EXERCISE AIM
The response must consist of the records below, copied exactly.

___ MATERIAL FOR THE TASK

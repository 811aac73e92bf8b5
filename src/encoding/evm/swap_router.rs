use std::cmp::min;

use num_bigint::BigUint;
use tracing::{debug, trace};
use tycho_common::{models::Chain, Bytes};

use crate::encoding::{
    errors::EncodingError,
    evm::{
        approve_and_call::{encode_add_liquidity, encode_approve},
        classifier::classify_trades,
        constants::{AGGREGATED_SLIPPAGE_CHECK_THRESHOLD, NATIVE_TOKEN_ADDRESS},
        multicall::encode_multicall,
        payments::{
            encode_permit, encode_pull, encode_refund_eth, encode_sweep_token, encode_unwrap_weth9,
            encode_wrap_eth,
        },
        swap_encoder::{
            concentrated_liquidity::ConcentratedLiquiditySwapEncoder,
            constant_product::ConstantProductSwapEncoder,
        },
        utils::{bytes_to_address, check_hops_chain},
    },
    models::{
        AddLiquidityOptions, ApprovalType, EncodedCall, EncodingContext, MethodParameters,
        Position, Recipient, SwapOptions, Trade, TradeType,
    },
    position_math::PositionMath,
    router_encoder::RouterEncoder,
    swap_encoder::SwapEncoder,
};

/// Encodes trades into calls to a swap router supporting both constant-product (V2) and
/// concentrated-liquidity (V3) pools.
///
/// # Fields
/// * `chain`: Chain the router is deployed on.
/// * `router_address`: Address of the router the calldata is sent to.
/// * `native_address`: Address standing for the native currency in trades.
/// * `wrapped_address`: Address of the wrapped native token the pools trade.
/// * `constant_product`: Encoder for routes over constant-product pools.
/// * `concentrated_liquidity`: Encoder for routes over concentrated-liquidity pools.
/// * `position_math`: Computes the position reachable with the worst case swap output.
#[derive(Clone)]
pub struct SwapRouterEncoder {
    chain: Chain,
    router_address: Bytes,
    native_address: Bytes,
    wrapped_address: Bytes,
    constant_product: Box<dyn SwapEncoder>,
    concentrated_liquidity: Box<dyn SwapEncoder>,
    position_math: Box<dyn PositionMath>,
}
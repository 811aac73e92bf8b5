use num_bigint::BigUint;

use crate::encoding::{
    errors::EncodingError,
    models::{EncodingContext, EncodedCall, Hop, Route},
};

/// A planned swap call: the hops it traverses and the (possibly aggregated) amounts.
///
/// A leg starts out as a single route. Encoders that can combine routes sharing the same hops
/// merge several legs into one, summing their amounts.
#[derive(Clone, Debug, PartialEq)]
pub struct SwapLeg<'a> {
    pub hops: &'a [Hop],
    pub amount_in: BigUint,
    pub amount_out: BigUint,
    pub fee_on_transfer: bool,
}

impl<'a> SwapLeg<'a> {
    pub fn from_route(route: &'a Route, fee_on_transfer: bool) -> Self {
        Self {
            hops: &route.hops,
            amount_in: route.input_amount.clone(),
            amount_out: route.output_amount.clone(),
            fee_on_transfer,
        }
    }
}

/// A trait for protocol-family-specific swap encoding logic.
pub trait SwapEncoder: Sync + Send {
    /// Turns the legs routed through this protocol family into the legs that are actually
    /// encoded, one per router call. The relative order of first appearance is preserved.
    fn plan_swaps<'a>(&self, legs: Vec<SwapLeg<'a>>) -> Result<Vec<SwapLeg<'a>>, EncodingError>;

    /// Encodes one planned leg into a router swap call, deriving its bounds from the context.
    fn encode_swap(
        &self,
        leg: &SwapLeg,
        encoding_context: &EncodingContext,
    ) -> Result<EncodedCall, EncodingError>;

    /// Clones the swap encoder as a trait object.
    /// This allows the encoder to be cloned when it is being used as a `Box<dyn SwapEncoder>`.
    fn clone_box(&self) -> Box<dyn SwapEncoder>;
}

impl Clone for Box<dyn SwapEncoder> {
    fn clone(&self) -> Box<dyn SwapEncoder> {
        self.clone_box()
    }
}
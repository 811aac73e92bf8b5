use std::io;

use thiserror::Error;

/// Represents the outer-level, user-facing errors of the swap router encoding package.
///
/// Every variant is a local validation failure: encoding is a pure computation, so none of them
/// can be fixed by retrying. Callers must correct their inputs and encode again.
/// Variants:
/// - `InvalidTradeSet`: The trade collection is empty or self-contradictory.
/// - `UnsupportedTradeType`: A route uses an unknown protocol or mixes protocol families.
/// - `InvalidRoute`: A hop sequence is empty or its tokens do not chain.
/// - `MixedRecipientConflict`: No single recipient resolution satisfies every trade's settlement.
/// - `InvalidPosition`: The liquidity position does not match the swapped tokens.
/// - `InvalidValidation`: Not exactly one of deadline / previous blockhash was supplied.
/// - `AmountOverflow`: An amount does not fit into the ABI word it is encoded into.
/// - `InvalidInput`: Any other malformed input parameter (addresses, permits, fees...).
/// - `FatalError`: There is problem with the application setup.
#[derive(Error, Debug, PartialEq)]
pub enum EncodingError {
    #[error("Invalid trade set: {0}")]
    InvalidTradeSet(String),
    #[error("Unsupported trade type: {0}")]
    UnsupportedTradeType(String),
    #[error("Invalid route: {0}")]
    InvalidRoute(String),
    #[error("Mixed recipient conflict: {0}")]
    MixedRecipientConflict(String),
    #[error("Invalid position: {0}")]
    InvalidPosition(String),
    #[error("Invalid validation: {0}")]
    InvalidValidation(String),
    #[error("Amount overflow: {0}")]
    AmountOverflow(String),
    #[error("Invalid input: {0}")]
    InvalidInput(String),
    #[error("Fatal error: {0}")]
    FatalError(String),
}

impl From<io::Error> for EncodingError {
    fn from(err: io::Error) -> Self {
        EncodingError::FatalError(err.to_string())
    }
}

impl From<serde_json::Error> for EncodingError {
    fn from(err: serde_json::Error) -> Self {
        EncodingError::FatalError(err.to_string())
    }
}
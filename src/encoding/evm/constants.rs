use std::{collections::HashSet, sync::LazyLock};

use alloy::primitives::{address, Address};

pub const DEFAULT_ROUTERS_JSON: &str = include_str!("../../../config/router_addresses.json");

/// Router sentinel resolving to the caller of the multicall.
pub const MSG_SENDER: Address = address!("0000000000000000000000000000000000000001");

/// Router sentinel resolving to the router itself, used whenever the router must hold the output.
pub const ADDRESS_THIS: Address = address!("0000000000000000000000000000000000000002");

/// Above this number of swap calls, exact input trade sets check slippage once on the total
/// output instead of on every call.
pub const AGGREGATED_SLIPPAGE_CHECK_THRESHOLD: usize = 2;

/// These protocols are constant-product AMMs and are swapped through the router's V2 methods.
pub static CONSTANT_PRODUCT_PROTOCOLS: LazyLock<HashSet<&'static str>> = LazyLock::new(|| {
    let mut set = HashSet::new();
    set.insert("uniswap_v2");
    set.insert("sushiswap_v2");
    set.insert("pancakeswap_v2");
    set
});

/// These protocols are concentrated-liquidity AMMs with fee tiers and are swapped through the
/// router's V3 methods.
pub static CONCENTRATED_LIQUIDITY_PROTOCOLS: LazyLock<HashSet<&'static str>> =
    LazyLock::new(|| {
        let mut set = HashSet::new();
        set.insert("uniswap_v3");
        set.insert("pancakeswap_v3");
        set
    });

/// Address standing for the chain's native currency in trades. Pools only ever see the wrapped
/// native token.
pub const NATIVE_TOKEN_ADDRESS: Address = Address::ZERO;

______

ANSWER TO THE EXERCISE
repository 811aac73e92bf8b5
filename src/encoding/evm/swap_router.rs
use std::cmp::min;

use num_bigint::BigUint;
use tracing::{debug, trace};
use tycho_common::{models::Chain, Bytes};

use crate::encoding::{
    errors::EncodingError,
    evm::{
        approve_and_call::{encode_add_liquidity, encode_approve},
        classifier::classify_trades,
        constants::{AGGREGATED_SLIPPAGE_CHECK_THRESHOLD, NATIVE_TOKEN_ADDRESS},
        multicall::encode_multicall,
        payments::{
            encode_permit, encode_pull, encode_refund_eth, encode_sweep_token, encode_unwrap_weth9,
            encode_wrap_eth,
        },
        swap_encoder::{
            concentrated_liquidity::ConcentratedLiquiditySwapEncoder,
            constant_product::ConstantProductSwapEncoder,
        },
        utils::{bytes_to_address, check_hops_chain},
    },
    models::{
        AddLiquidityOptions, ApprovalType, EncodedCall, EncodingContext, MethodParameters,
        Position, Recipient, SwapOptions, Trade, TradeType,
    },
    position_math::PositionMath,
    router_encoder::RouterEncoder,
    swap_encoder::SwapEncoder,
};

/// Encodes trades into calls to a swap router supporting both constant-product (V2) and
/// concentrated-liquidity (V3) pools.
///
/// # Fields
/// * `chain`: Chain the router is deployed on.
/// * `router_address`: Address of the router the calldata is sent to.
/// * `native_address`: Address standing for the native currency in trades.
/// * `wrapped_address`: Address of the wrapped native token the pools trade.
/// * `constant_product`: Encoder for routes over constant-product pools.
/// * `concentrated_liquidity`: Encoder for routes over concentrated-liquidity pools.
/// * `position_math`: Computes the position reachable with the worst case swap output.
#[derive(Clone)]
pub struct SwapRouterEncoder {
    chain: Chain,
    router_address: Bytes,
    native_address: Bytes,
    wrapped_address: Bytes,
    constant_product: Box<dyn SwapEncoder>,
    concentrated_liquidity: Box<dyn SwapEncoder>,
    position_math: Box<dyn PositionMath>,
}
repository 811aac73e92bf8b5
use num_bigint::BigUint;

use crate::encoding::{
    errors::EncodingError,
    models::{EncodingContext, EncodedCall, Hop, Route},
};

/// A planned swap call: the hops it traverses and the (possibly aggregated) amounts.
///
/// A leg starts out as a single route. Encoders that can combine routes sharing the same hops
/// merge several legs into one, summing their amounts.
#[derive(Clone, Debug, PartialEq)]
pub struct SwapLeg<'a> {
    pub hops: &'a [Hop],
    pub amount_in: BigUint,
    pub amount_out: BigUint,
    pub fee_on_transfer: bool,
}

impl<'a> SwapLeg<'a> {
    pub fn from_route(route: &'a Route, fee_on_transfer: bool) -> Self {
        Self {
            hops: &route.hops,
            amount_in: route.input_amount.clone(),
            amount_out: route.output_amount.clone(),
            fee_on_transfer,
        }
    }
}

/// A trait for protocol-family-specific swap encoding logic.
pub trait SwapEncoder: Sync + Send {
    /// Turns the legs routed through this protocol family into the legs that are actually
    /// encoded, one per router call. The relative order of first appearance is preserved.
    fn plan_swaps<'a>(&self, legs: Vec<SwapLeg<'a>>) -> Result<Vec<SwapLeg<'a>>, EncodingError>;

    /// Encodes one planned leg into a router swap call, deriving its bounds from the context.
    fn encode_swap(
        &self,
        leg: &SwapLeg,
        encoding_context: &EncodingContext,
    ) -> Result<EncodedCall, EncodingError>;

    /// Clones the swap encoder as a trait object.
    /// This allows the encoder to be cloned when it is being used as a `Box<dyn SwapEncoder>`.
    fn clone_box(&self) -> Box<dyn SwapEncoder>;
}

impl Clone for Box<dyn SwapEncoder> {
    fn clone(&self) -> Box<dyn SwapEncoder> {
        self.clone_box()
    }
}
repository 811aac73e92bf8b5
use std::io;

use thiserror::Error;

/// Represents the outer-level, user-facing errors of the swap router encoding package.
///
/// Every variant is a local validation failure: encoding is a pure computation, so none of them
/// can be fixed by retrying. Callers must correct their inputs and encode again.
/// Variants:
/// - `InvalidTradeSet`: The trade collection is empty or self-contradictory.
/// - `UnsupportedTradeType`: A route uses an unknown protocol or mixes protocol families.
/// - `InvalidRoute`: A hop sequence is empty or its tokens do not chain.
/// - `MixedRecipientConflict`: No single recipient resolution satisfies every trade's settlement.
/// - `InvalidPosition`: The liquidity position does not match the swapped tokens.
/// - `InvalidValidation`: Not exactly one of deadline / previous blockhash was supplied.
/// - `AmountOverflow`: An amount does not fit into the ABI word it is encoded into.
/// - `InvalidInput`: Any other malformed input parameter (addresses, permits, fees...).
/// - `FatalError`: There is problem with the application setup.
#[derive(Error, Debug, PartialEq)]
pub enum EncodingError {
    #[error("Invalid trade set: {0}")]
    InvalidTradeSet(String),
    #[error("Unsupported trade type: {0}")]
    UnsupportedTradeType(String),
    #[error("Invalid route: {0}")]
    InvalidRoute(String),
    #[error("Mixed recipient conflict: {0}")]
    MixedRecipientConflict(String),
    #[error("Invalid position: {0}")]
    InvalidPosition(String),
    #[error("Invalid validation: {0}")]
    InvalidValidation(String),
    #[error("Amount overflow: {0}")]
    AmountOverflow(String),
    #[error("Invalid input: {0}")]
    InvalidInput(String),
    #[error("Fatal error: {0}")]
    FatalError(String),
}

impl From<io::Error> for EncodingError {
    fn from(err: io::Error) -> Self {
        EncodingError::FatalError(err.to_string())
    }
}

impl From<serde_json::Error> for EncodingError {
    fn from(err: serde_json::Error) -> Self {
        EncodingError::FatalError(err.to_string())
    }
}
filename src/encoding/evm/constants.rs
use std::{collections::HashSet, sync::LazyLock};

use alloy::primitives::{address, Address};

pub const DEFAULT_ROUTERS_JSON: &str = include_str!("../../../config/router_addresses.json");

/// Router sentinel resolving to the caller of the multicall.
pub const MSG_SENDER: Address = address!("0000000000000000000000000000000000000001");

/// Router sentinel resolving to the router itself, used whenever the router must hold the output.
pub const ADDRESS_THIS: Address = address!("0000000000000000000000000000000000000002");

/// Above this number of swap calls, exact input trade sets check slippage once on the total
/// output instead of on every call.
pub const AGGREGATED_SLIPPAGE_CHECK_THRESHOLD: usize = 2;

/// These protocols are constant-product AMMs and are swapped through the router's V2 methods.
pub static CONSTANT_PRODUCT_PROTOCOLS: LazyLock<HashSet<&'static str>> = LazyLock::new(|| {
    let mut set = HashSet::new();
    set.insert("uniswap_v2");
    set.insert("sushiswap_v2");
    set.insert("pancakeswap_v2");
    set
});

/// These protocols are concentrated-liquidity AMMs with fee tiers and are swapped through the
/// router's V3 methods.
pub static CONCENTRATED_LIQUIDITY_PROTOCOLS: LazyLock<HashSet<&'static str>> =
    LazyLock::new(|| {
        let mut set = HashSet::new();
        set.insert("uniswap_v3");
        set.insert("pancakeswap_v3");
        set
    });

/// Address standing for the chain's native currency in trades. Pools only ever see the wrapped
/// native token.
pub const NATIVE_TOKEN_ADDRESS: Address = Address::ZERO;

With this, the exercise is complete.